> [Action item] If a line in the records below contains the word "fill", return that line.

====== Records provided ======

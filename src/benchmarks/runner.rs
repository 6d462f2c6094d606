use std::sync::Arc;

use anyhow::Result;
use tracing::debug;

use super::agents::{benchmark_agent_tasks, AgentBenchmark, AgentReport};
use super::tokens::{benchmark_token_generation, TokenBenchmark, DEFAULT_MODEL_ID, DEFAULT_PROMPT};
use crate::browser::SharedDriver;
use crate::config::{EnvConfig, GroqProviderConfig};
use crate::errors::ConfigError;
use crate::providers::base::Provider;
use crate::providers::groq::GroqProvider;
use crate::report;

pub const TOKENS_HEADER: &str = "--- Token Generation Speed Benchmark ---";
pub const AGENTS_HEADER: &str = "--- Agent Task Performance Benchmark ---";

#[derive(Debug, Clone, PartialEq, Eq)]
pub struct BenchmarkOptions {
    pub tokens: bool,
    pub agents: bool,
    pub model: String,
    pub prompt: String,
}

impl Default for BenchmarkOptions {
    fn default() -> Self {
        Self {
            tokens: false,
            agents: false,
            model: DEFAULT_MODEL_ID.to_string(),
            prompt: DEFAULT_PROMPT.to_string(),
        }
    }
}

impl BenchmarkOptions {
    /// With no suite selected, everything runs.
    fn nothing_selected(&self) -> bool {
        !self.tokens && !self.agents
    }

    pub fn run_tokens(&self) -> bool {
        self.tokens || self.nothing_selected()
    }

    pub fn run_agents(&self) -> bool {
        self.agents || self.nothing_selected()
    }
}

/// Build the Groq provider from the environment. A missing API key is not an
/// error: the benchmarks fall back to simulation or the goal query.
pub fn provider_from_env() -> Result<Option<Arc<dyn Provider>>> {
    match GroqProviderConfig::from_env() {
        Ok(config) => {
            let provider = GroqProvider::new(config)?;
            Ok(Some(Arc::new(provider)))
        }
        Err(ConfigError::MissingVariable(key)) => {
            debug!(%key, "no provider configured");
            Ok(None)
        }
        Err(e) => Err(e.into()),
    }
}

/// What a benchmark run produced. Token results are printed only; their
/// failures never stop the run.
#[derive(Debug, Default)]
pub struct RunSummary {
    pub tokens_ran: bool,
    pub agents: Option<AgentReport>,
}

/// Run the selected suites one after the other, tokens first.
pub async fn run_benchmarks(
    options: &BenchmarkOptions,
    provider: Option<Arc<dyn Provider>>,
    driver: SharedDriver,
) -> Result<RunSummary> {
    let mut summary = RunSummary::default();

    if options.run_tokens() {
        report::print_section(TOKENS_HEADER);
        let benchmark = TokenBenchmark::new(provider.clone(), options.prompt.clone());
        benchmark_token_generation(&benchmark, &options.model).await;
        summary.tokens_ran = true;
    }

    if options.run_agents() {
        report::print_section(AGENTS_HEADER);
        let benchmark = AgentBenchmark::new(provider, driver);
        summary.agents = Some(benchmark_agent_tasks(&benchmark).await?);
    }

    debug!(
        tokens = summary.tokens_ran,
        agents = summary.agents.is_some(),
        "benchmarks finished"
    );
    Ok(summary)
}
//! Headless browser seam.
//!
//! The traits are synchronous because the CDP client underneath is; async
//! callers go through [`blocking`].

pub mod chrome;

#[cfg(test)]
pub mod fake;

use std::sync::Arc;

use anyhow::{Context, Result};

pub use chrome::ChromeDriver;

/// Something that can start a browser process
pub trait BrowserDriver: Send + Sync {
    fn launch(&self) -> Result<Box<dyn BrowserSession>>;
}

/// A running browser. Dropping it without `close` still tears the process
/// down, but `close` reports failures.
pub trait BrowserSession: Send {
    /// Fresh browsing context with a single page
    fn new_page(&self) -> Result<Box<dyn BrowserPage>>;

    fn close(self: Box<Self>) -> Result<()>;
}

pub trait BrowserPage: Send {
    fn goto(&self, url: &str) -> Result<()>;

    /// Focus the first element matching `selector` and type `text` into it
    fn fill(&self, selector: &str, text: &str) -> Result<()>;

    fn press(&self, selector: &str, key: &str) -> Result<()>;

    /// Block until the navigation started by the last action has settled
    fn wait_for_idle(&self) -> Result<()>;
}

pub type SharedDriver = Arc<dyn BrowserDriver>;

/// Run a blocking browser call on tokio's blocking pool.
pub async fn blocking<T, F>(f: F) -> Result<T>
where
    F: FnOnce() -> Result<T> + Send + 'static,
    T: Send + 'static,
{
    tokio::task::spawn_blocking(f)
        .await
        .context("browser task panicked")?
}

pub const GOOGLE_URL: &str = "https://www.google.com";
pub const SEARCH_BOX: &str = r#"textarea[name="q"], input[name="q"]"#;

/// Type `query` into Google's search box and submit it.
pub fn search_google(page: &dyn BrowserPage, query: &str) -> Result<()> {
    page.goto(GOOGLE_URL)
        .with_context(|| format!("failed to open {}", GOOGLE_URL))?;
    page.fill(SEARCH_BOX, query)
        .context("search box not found")?;
    page.press(SEARCH_BOX, "Enter")?;
    page.wait_for_idle()
        .context("search results did not finish loading")?;
    Ok(())
}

======

> [Solution to the problem]
    fn fill(&self, selector: &str, text: &str) -> Result<()>;
    page.fill(SEARCH_BOX, query)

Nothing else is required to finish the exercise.